Stored data:
//! Claim validation.
//!
//! Each check is independent and operates on the raw claim map, before any
//! typed materialization. Time checks use second resolution with no clock
//! skew leeway; every time check has an `_at` variant taking an explicit
//! "now" for deterministic tests.

use crate::errors::VerifyError;
use serde_json::{Map, Value};

/// Which checks a verification call runs.
///
/// All checks are enabled by default. `issuer` and `audience` override the
/// expected values of the access/identity flow; the gateway flow always
/// compares against its own fixed issuer and the resolved key's project.
#[derive(Debug, Clone, PartialEq, Eq)]
pub struct VerificationOptions {
    pub verify_issuer: bool,
    pub verify_audience: bool,
    pub verify_expiration: bool,
    pub verify_signature: bool,
    pub issuer: Option<String>,
    pub audience: Option<String>,
}

impl Default for VerificationOptions {
    fn default() -> Self {
        Self {
            verify_issuer: true,
            verify_audience: true,
            verify_expiration: true,
            verify_signature: true,
            issuer: None,
            audience: None,
        }
    }
}

impl VerificationOptions {
    #[must_use]
    pub fn with_issuer(mut self, issuer: impl Into<String>) -> Self {
        self.issuer = Some(issuer.into());
        self
    }

    #[must_use]
    pub fn with_audience(mut self, audience: impl Into<String>) -> Self {
        self.audience = Some(audience.into());
        self
    }

    #[must_use]
    pub fn skip_issuer(mut self) -> Self {
        self.verify_issuer = false;
        self
    }

    #[must_use]
    pub fn skip_audience(mut self) -> Self {
        self.verify_audience = false;
        self
    }

    #[must_use]
    pub fn skip_expiration(mut self) -> Self {
        self.verify_expiration = false;
        self
    }

    /// Skip signature verification. Never do this outside of tests.
    #[must_use]
    pub fn skip_signature(mut self) -> Self {
        self.verify_signature = false;
        self
    }
}

/// Current Unix time in seconds.
#[must_use]
pub fn unix_now() -> i64 {
    chrono::Utc::now().timestamp()
}

/// Fail with every name in `names` that is absent from `claims`.
///
/// # Errors
///
/// Returns `VerifyError::MissingClaims` listing all missing names in order.
pub fn check_required(claims: &Map<String, Value>, names: &[&str]) -> Result<(), VerifyError> {
    let missing: Vec<String> = names
        .iter()
        .filter(|name| !claims.contains_key(**name))
        .map(|name| (*name).to_string())
        .collect();

    if missing.is_empty() {
        Ok(())
    } else {
        tracing::debug!(target: "kobble.auth.verifier", missing = ?missing, "Token rejected: missing required claims");
        Err(VerifyError::MissingClaims(missing))
    }
}

/// Check `exp` against the current time.
///
/// # Errors
///
/// See [`check_expiration_at`].
pub fn check_expiration(claims: &Map<String, Value>) -> Result<(), VerifyError> {
    check_expiration_at(claims, unix_now())
}

/// Check `exp` against `now`. A token is still valid during the second it
/// expires.
///
/// # Errors
///
/// - `MalformedToken` - `exp` is missing or not a number
/// - `Expired` - `now > exp`
pub fn check_expiration_at(claims: &Map<String, Value>, now: i64) -> Result<(), VerifyError> {
    let exp = numeric_claim(claims, "exp")
        .ok_or_else(|| VerifyError::MalformedToken("Missing or invalid exp claim".to_string()))?;

    if now > exp {
        tracing::debug!(target: "kobble.auth.verifier", exp = exp, now = now, "Token rejected: expired");
        return Err(VerifyError::Expired { exp, now });
    }

    Ok(())
}

/// Check `nbf` against the current time, if present.
///
/// # Errors
///
/// See [`check_not_before_at`].
pub fn check_not_before(claims: &Map<String, Value>) -> Result<(), VerifyError> {
    check_not_before_at(claims, unix_now())
}

/// Check `nbf` against `now`, if present.
///
/// # Errors
///
/// - `MalformedToken` - `nbf` is present but not a number
/// - `NotYetValid` - `now < nbf`
pub fn check_not_before_at(claims: &Map<String, Value>, now: i64) -> Result<(), VerifyError> {
    let Some(nbf) = optional_numeric_claim(claims, "nbf")? else {
        return Ok(());
    };

    if now < nbf {
        tracing::debug!(target: "kobble.auth.verifier", nbf = nbf, now = now, "Token rejected: not yet valid");
        return Err(VerifyError::NotYetValid { nbf, now });
    }

    Ok(())
}

/// Check `iat` against the current time, if present.
///
/// # Errors
///
/// See [`check_issued_at_at`].
pub fn check_issued_at(claims: &Map<String, Value>) -> Result<(), VerifyError> {
    check_issued_at_at(claims, unix_now())
}

/// Check `iat` against `now`, if present.
///
/// # Errors
///
/// - `MalformedToken` - `iat` is present but not a number
/// - `IssuedInFuture` - `now < iat`
pub fn check_issued_at_at(claims: &Map<String, Value>, now: i64) -> Result<(), VerifyError> {
    let Some(iat) = optional_numeric_claim(claims, "iat")? else {
        return Ok(());
    };

    if now < iat {
        tracing::debug!(target: "kobble.auth.verifier", iat = iat, now = now, "Token rejected: issued in the future");
        return Err(VerifyError::IssuedInFuture { iat, now });
    }

    Ok(())
}

/// Exact string comparison of `aud`.
///
/// # Errors
///
/// Returns `AudienceMismatch` carrying both values.
pub fn check_audience(claims: &Map<String, Value>, expected: &str) -> Result<(), VerifyError> {
    check_string_claim(claims, "aud", expected).map_err(|actual| {
        tracing::debug!(target: "kobble.auth.verifier", "Token rejected: audience mismatch");
        VerifyError::AudienceMismatch {
            expected: expected.to_string(),
            actual,
        }
    })
}

/// Exact string comparison of `iss`.
///
/// # Errors
///
/// Returns `IssuerMismatch` carrying both values.
pub fn check_issuer(claims: &Map<String, Value>, expected: &str) -> Result<(), VerifyError> {
    check_string_claim(claims, "iss", expected).map_err(|actual| {
        tracing::debug!(target: "kobble.auth.verifier", "Token rejected: issuer mismatch");
        VerifyError::IssuerMismatch {
            expected: expected.to_string(),
            actual,
        }
    })
}

/// `Err(actual)` unless `claims[name]` is the string `expected`.
fn check_string_claim(
    claims: &Map<String, Value>,
    name: &str,
    expected: &str,
) -> Result<(), String> {
    match claims.get(name) {
        Some(Value::String(actual)) if actual == expected => Ok(()),
        Some(Value::String(actual)) => Err(actual.clone()),
        Some(other) => Err(other.to_string()),
        None => Err(Value::Null.to_string()),
    }
}

/// Numeric claim as whole seconds. Fractional values are truncated.
#[allow(clippy::cast_possible_truncation)]
fn numeric_claim(claims: &Map<String, Value>, name: &str) -> Option<i64> {
    let value = claims.get(name)?;
    value
        .as_i64()
        .or_else(|| value.as_f64().filter(|f| f.is_finite()).map(|f| f as i64))
}

fn optional_numeric_claim(
    claims: &Map<String, Value>,
    name: &str,
) -> Result<Option<i64>, VerifyError> {
    if !claims.contains_key(name) {
        return Ok(None);
    }
    numeric_claim(claims, name)
        .map(Some)
        .ok_or_else(|| VerifyError::MalformedToken(format!("Invalid {name} claim")))
}
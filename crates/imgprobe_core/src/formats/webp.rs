//! RIFF/WebP. All offsets below index a window that starts right after the
//! `RI` signature word, so window offset `n` is file offset `n + 2`.

use super::expect_bytes;
use crate::cursor::{ByteCursor, Endian};
use crate::error::{ProbeError, Result};
use crate::types::{Dimensions, FormatTag};
use std::io::{Read, Seek};

pub const WINDOW_LEN: usize = 30;

const VP8_START_CODE: [u8; 3] = [0x9D, 0x01, 0x2A];

const VP8L_SIGNATURE: u8 = 0x2F;

const CHUNK_VARIANT: usize = 13;

#[derive(Debug, Clone, Copy, PartialEq, Eq)]
pub enum Variant {
    /// `VP8 `
    Lossy,
    /// `VP8L`
    Lossless,
    /// `VP8X`
    Extended,
}

impl Variant {
    pub const fn from_tag(tag: u8) -> Option<Self> {
        match tag {
            b' ' => Some(Self::Lossy),
            b'L' => Some(Self::Lossless),
            b'X' => Some(Self::Extended),
            _ => None,
        }
    }

    /// Window bytes needed to reach the end of the size fields.
    const fn required_len(&self) -> usize {
        match self {
            Self::Lossy => 28,
            Self::Lossless => 23,
            Self::Extended => 28,
        }
    }
}

pub fn extract<R: Read + Seek>(cursor: &mut ByteCursor<R>) -> Result<Dimensions> {
    let window_offset = cursor.absolute_position();
    let window = cursor.read_up_to(WINDOW_LEN)?;
    if window.len() <= CHUNK_VARIANT {
        return Err(truncated(window_offset, WINDOW_LEN, cursor.stream_len()));
    }

    expect_bytes(FormatTag::Webp, &window[0..2], b"FF", "missing RIFF signature")?;
    expect_bytes(FormatTag::Webp, &window[6..10], b"WEBP", "RIFF form is not WEBP")?;
    expect_bytes(FormatTag::Webp, &window[10..13], b"VP8", "first chunk is not VP8*")?;

    let variant = Variant::from_tag(window[CHUNK_VARIANT])
        .ok_or(ProbeError::invalid(FormatTag::Webp, "unknown VP8 chunk"))?;
    if window.len() < variant.required_len() {
        return Err(truncated(
            window_offset,
            variant.required_len(),
            cursor.stream_len(),
        ));
    }

    match variant {
        Variant::Lossy => lossy(&window),
        Variant::Lossless => lossless(&window),
        Variant::Extended => Ok(extended(&window)),
    }
}

fn truncated(offset: u64, needed: usize, len: u64) -> ProbeError {
    ProbeError::TruncatedStream {
        offset,
        needed: needed as u64,
        len,
    }
}

/// Key frame header: 14-bit sizes, the top two bits of each word are the
/// upscaling factor.
fn lossy(window: &[u8]) -> Result<Dimensions> {
    expect_bytes(
        FormatTag::Webp,
        &window[21..24],
        &VP8_START_CODE,
        "missing VP8 start code",
    )?;

    let width = Endian::Little.u16(&window[24..26]) & 0x3FFF;
    let height = Endian::Little.u16(&window[26..28]) & 0x3FFF;
    Ok(Dimensions::new(u32::from(width), u32::from(height)))
}

/// 14-bit width-1 and height-1 packed little-endian after the signature byte.
fn lossless(window: &[u8]) -> Result<Dimensions> {
    if window[18] != VP8L_SIGNATURE {
        return Err(ProbeError::invalid(
            FormatTag::Webp,
            "missing VP8L signature byte",
        ));
    }

    let b = &window[19..23];
    let width = 1 + (((u32::from(b[1]) & 0x3F) << 8) | u32::from(b[0]));
    let height = 1
        + (((u32::from(b[3]) & 0x0F) << 10)
            | (u32::from(b[2]) << 2)
            | ((u32::from(b[1]) & 0xC0) >> 6));
    Ok(Dimensions::new(width, height))
}

/// Canvas width-1 and height-1 as 24-bit little-endian fields.
fn extended(window: &[u8]) -> Dimensions {
    let width = Endian::Little.u24(&window[22..25]) + 1;
    let height = Endian::Little.u24(&window[25..28]) + 1;
    Dimensions::new(width, height)
}

#[cfg(test)]
mod tests {
    use super::*;
    use std::io::Cursor;

    fn riff(chunk: &[u8; 4], payload: &[u8]) -> Vec<u8> {
        let mut data = b"RIFF".to_vec();
        data.extend_from_slice(&((payload.len() + 12) as u32).to_le_bytes());
        data.extend_from_slice(b"WEBP");
        data.extend_from_slice(chunk);
        data.extend_from_slice(&(payload.len() as u32).to_le_bytes());
        data.extend_from_slice(payload);
        data
    }

    fn run(data: Vec<u8>) -> Result<Dimensions> {
        let mut cursor = ByteCursor::new(Cursor::new(data)).unwrap();
        cursor.skip(2).unwrap();
        extract(&mut cursor)
    }

    #[test]
    fn test_extended() {
        let mut payload = vec![0x10, 0, 0, 0];
        payload.extend_from_slice(&639u32.to_le_bytes()[..3]);
        payload.extend_from_slice(&479u32.to_le_bytes()[..3]);
        assert_eq!(
            run(riff(b"VP8X", &payload)).unwrap(),
            Dimensions::new(640, 480)
        );
    }

    #[test]
    fn test_extended_24_bit_range() {
        let mut payload = vec![0, 0, 0, 0];
        payload.extend_from_slice(&0x01_2345u32.to_le_bytes()[..3]);
        payload.extend_from_slice(&0x00_FFFFu32.to_le_bytes()[..3]);
        assert_eq!(
            run(riff(b"VP8X", &payload)).unwrap(),
            Dimensions::new(0x01_2346, 0x01_0000)
        );
    }

    #[test]
    fn test_lossy() {
        let mut payload = vec![0x30, 0x01, 0x00];
        payload.extend_from_slice(&VP8_START_CODE);
        // scale bits set on both words
        payload.extend_from_slice(&(0x4000u16 | 400).to_le_bytes());
        payload.extend_from_slice(&(0xC000u16 | 300).to_le_bytes());
        payload.extend_from_slice(&[0u8; 4]);
        assert_eq!(
            run(riff(b"VP8 ", &payload)).unwrap(),
            Dimensions::new(400, 300)
        );
    }

    #[test]
    fn test_lossy_bad_start_code() {
        let mut payload = vec![0x30, 0x01, 0x00, 0x9D, 0x01, 0x2B];
        payload.extend_from_slice(&[0u8; 8]);
        assert!(!run(riff(b"VP8 ", &payload)).unwrap_err().is_fatal());
    }

    #[test]
    fn test_lossless() {
        let (w, h) = (1000u32 - 1, 700u32 - 1);
        let bits = w | (h << 14);
        let mut payload = vec![VP8L_SIGNATURE];
        payload.extend_from_slice(&bits.to_le_bytes());
        payload.extend_from_slice(&[0u8; 8]);
        assert_eq!(
            run(riff(b"VP8L", &payload)).unwrap(),
            Dimensions::new(1000, 700)
        );
    }

    #[test]
    fn test_lossless_bad_signature() {
        let mut payload = vec![0x2E];
        payload.extend_from_slice(&[0u8; 12]);
        assert!(!run(riff(b"VP8L", &payload)).unwrap_err().is_fatal());
    }

    #[test]
    fn test_unknown_chunk() {
        assert!(!run(riff(b"VP8Z", &[0u8; 16])).unwrap_err().is_fatal());
    }

    #[test]
    fn test_not_webp_form() {
        let mut data = riff(b"VP8X", &[0u8; 10]);
        data[8..12].copy_from_slice(b"WAVE");
        assert!(!run(data).unwrap_err().is_fatal());
    }

    #[test]
    fn test_short_extended_is_truncated() {
        let data = riff(b"VP8X", &[0u8; 6]);
        assert!(run(data).unwrap_err().is_fatal());
    }
}
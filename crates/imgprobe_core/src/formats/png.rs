use super::expect_bytes;
use crate::cursor::{ByteCursor, Endian};
use crate::error::Result;
use crate::types::{Dimensions, FormatTag};
use std::io::{Read, Seek};

pub const PNG_SIGNATURE: [u8; 8] = [0x89, 0x50, 0x4E, 0x47, 0x0D, 0x0A, 0x1A, 0x0A];

pub const IHDR: [u8; 4] = *b"IHDR";

/// The first chunk's type follows the signature and the chunk length.
const IHDR_TYPE_OFFSET: u64 = 0x0C;

pub fn extract<R: Read + Seek>(cursor: &mut ByteCursor<R>) -> Result<Dimensions> {
    let tail = cursor.read_array::<6>()?;
    expect_bytes(FormatTag::Png, &tail, &PNG_SIGNATURE[2..], "bad signature")?;

    cursor.seek(IHDR_TYPE_OFFSET)?;
    let chunk_type = cursor.read_array::<4>()?;
    expect_bytes(FormatTag::Png, &chunk_type, &IHDR, "first chunk is not IHDR")?;

    let width = cursor.read_u32(Endian::Big)?;
    let height = cursor.read_u32(Endian::Big)?;
    Ok(Dimensions::new(width, height))
}
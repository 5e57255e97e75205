use super::expect_bytes;
use crate::cursor::{ByteCursor, Endian};
use crate::error::{ProbeError, Result};
use crate::types::{Dimensions, FormatTag};
use std::io::{Read, Seek};

pub fn extract<R: Read + Seek>(cursor: &mut ByteCursor<R>) -> Result<Dimensions> {
    let version = cursor.read_array::<4>()?;
    expect_bytes(FormatTag::Gif, &version[..2], b"F8", "missing GIF8 signature")?;
    if !matches!(&version[2..], b"7a" | b"9a") {
        return Err(ProbeError::invalid(FormatTag::Gif, "unknown GIF version"));
    }

    let width = cursor.read_u16(Endian::Little)?;
    let height = cursor.read_u16(Endian::Little)?;
    Ok(Dimensions::new(u32::from(width), u32::from(height)))
}
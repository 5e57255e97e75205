use std::path::{Path, PathBuf};
use tracing::warn;
use walkdir::WalkDir;

/// Files gathered from the command line, plus how many directory entries
/// could not be read.
#[derive(Debug, Default)]
pub struct Collected {
    pub files: Vec<PathBuf>,
    pub walk_errors: usize,
}

/// Expands `paths` into a sorted list of files. Directories are walked only
/// when `recursive` is set and skipped with a warning otherwise. Paths that
/// do not exist are kept so the probe reports them as failures.
pub fn collect_files(paths: &[PathBuf], recursive: bool) -> Collected {
    let mut collected = Collected::default();

    for path in paths {
        if !path.is_dir() {
            collected.files.push(path.clone());
            continue;
        }

        if !recursive {
            warn!(path = %path.display(), "skipping directory (use --recursive)");
            continue;
        }

        walk(path, &mut collected);
    }

    collected
}

fn walk(root: &Path, collected: &mut Collected) {
    let mut files = Vec::new();

    for entry in WalkDir::new(root).follow_links(true) {
        match entry {
            Ok(entry) if entry.file_type().is_file() => files.push(entry.into_path()),
            Ok(_) => {}
            Err(e) => {
                warn!(root = %root.display(), error = %e, "failed to read directory entry");
                collected.walk_errors += 1;
            }
        }
    }

    files.sort();
    collected.files.extend(files);
}
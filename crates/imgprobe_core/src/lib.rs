//! Header-only image probing.
//!
//! Reads just enough of a BMP, JPEG, GIF, PNG, PSD, WMF, EMF, TIFF, WebP or
//! AVIF stream to report its format and pixel dimensions, without decoding
//! any image data.
//!
//! ```no_run
//! let result = imgprobe_core::probe_path("photo.jpg")?;
//! println!("{} {}x{}", result.file_type(), result.width(), result.height());
//! # Ok::<(), imgprobe_core::ProbeError>(())
//! ```

pub mod bmff;
pub mod cursor;
mod error;
pub mod formats;
mod probe;
mod result;
pub mod signature;
mod types;

pub use cursor::{ByteCursor, Endian};
pub use error::{ProbeError, Result};
pub use probe::{probe, probe_bytes, probe_path};
pub use result::ProbeResult;
pub use types::{Dimensions, FormatTag};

The task: The answer must be the lines from the one containing "warn!(root = %root.display(), error" through the last line of the records, copied exactly, with nothing else.

Response box:
                warn!(root = %root.display(), error = %e, "failed to read directory entry");
                collected.walk_errors += 1;
            }
        }
    }

    files.sort();
    collected.files.extend(files);
}
filename crates/imgprobe_core/src/lib.rs
//! Header-only image probing.
//!
//! Reads just enough of a BMP, JPEG, GIF, PNG, PSD, WMF, EMF, TIFF, WebP or
//! AVIF stream to report its format and pixel dimensions, without decoding
//! any image data.
//!
//! ```no_run
//! let result = imgprobe_core::probe_path("photo.jpg")?;
//! println!("{} {}x{}", result.file_type(), result.width(), result.height());
//! # Ok::<(), imgprobe_core::ProbeError>(())
//! ```

pub mod bmff;
pub mod cursor;
mod error;
pub mod formats;
mod probe;
mod result;
pub mod signature;
mod types;

pub use cursor::{ByteCursor, Endian};
pub use error::{ProbeError, Result};
pub use probe::{probe, probe_bytes, probe_path};
pub use result::ProbeResult;
pub use types::{Dimensions, FormatTag};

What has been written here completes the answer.